There are a few interesting results (the DAMA experiment series on the positive side--others negative) looking for the dark matter particles. They are very hard to detect, and I can't think of any way of harnessing them or easily extracting energy.

FWIW, the study of cold fusion is based on reasonable physics: the probability of fusion goes up if you can increase the density of hydrogen. The probability isn't very high, but it is measurable, and Jones (betrayed by Pons and Fleischmann) had gotten some reasonable-looking numbers; consistent with a slightly increased nuclear overlap and nowhere near the level needed to harness for energy production. (Jones has since gone nuts and is a truther.)
Posted by: James   2009-09-08 10:06  

#10  10. Come over to the Dark Side, Luke!
Posted by: Fred   2009-09-08 09:42  

#9  Now, if we could harness the energy from all the bullshit spouted by snake oil salesmen and politicians, we would have unlimited and renewable energy!
Posted by: DarthVader   2009-09-08 09:17  

#8  Of course, there could be more cold dark baryonic matter out there than people think.
Posted by: Thing From Snowy Mountain   2009-09-08 09:09  

#7  could someone please explain 3 things?
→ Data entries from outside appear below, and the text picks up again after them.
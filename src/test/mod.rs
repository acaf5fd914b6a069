mod parser;
mod recording;
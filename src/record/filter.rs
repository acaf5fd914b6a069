//! 设备过滤器

/// 输入设备节点的路径前缀
pub const INPUT_DEVICE_PREFIX: &str = "/dev/input/event";

/// 录制时的设备过滤条件，会话开始时给定，之后不变。
#[derive(Debug, Clone, Default, PartialEq, Eq)]
pub enum DeviceFilter {
    /// 不过滤
    #[default]
    Any,
    /// 只保留这个设备路径的事件
    Device(String),
}

impl DeviceFilter {
    /// `-n<index>` 对应 `/dev/input/event<index>`
    pub fn from_index(index: Option<u32>) -> Self {
        match index {
            Some(n) => DeviceFilter::Device(format!("{INPUT_DEVICE_PREFIX}{n}")),
            None => DeviceFilter::Any,
        }
    }

    pub fn matches(&self, device: &str) -> bool {
        match self {
            DeviceFilter::Any => true,
            DeviceFilter::Device(path) => path == device,
        }
    }
}
//! 设备交互模块
//!
//! 通过 adb 子进程读取事件流、发送事件；核心逻辑只依赖 `EventSink` 这个接缝。

mod adb;

pub use adb::{Adb, CommandOutput, EventStream};

use crate::error::Result;
use crate::proto::ParsedEvent;

/// 设备命令端：每次调用同步发送一个事件，失败即返回错误。
pub trait EventSink {
    fn emit(&mut self, event: &ParsedEvent) -> Result<()>;
}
1) What exactly is Dark Matter? i.e does it have mass?
2) What exactly is Dark Energy?
3) What is it about Dark Energy & Dark Matter that is so different from the old concept of aether that Mich & Morl were supposed to have debunked?

This sounds like more cold fusion to me.
Posted by: AlanC   2009-09-08 08:42  

#6  Just more hair-shirt environmentalism - the little people must suffer for their sins!
Posted by: Spot   2009-09-08 08:15  

#5  Because finance people know all about physics...
Posted by: 3dc   2009-09-08 07:55  

#4  the former chairman of Morgan Stanley - nuff said.
Posted by: 3dc   2009-09-08 07:55  

#3  It doesnt matter
Posted by: badanov   2009-09-08 07:47  

#2  Harvesting the money from the gullible.

Where's the "Oh No Not this sh1t again" picture?
Posted by: Bright Pebbles   2009-09-08 07:18  

#1  Spent $ 60m since 1991. No BlackLight 1.0 no beta? More money needed or no prototype until 2010? Sounds like a project only a university based, computer software developer could love.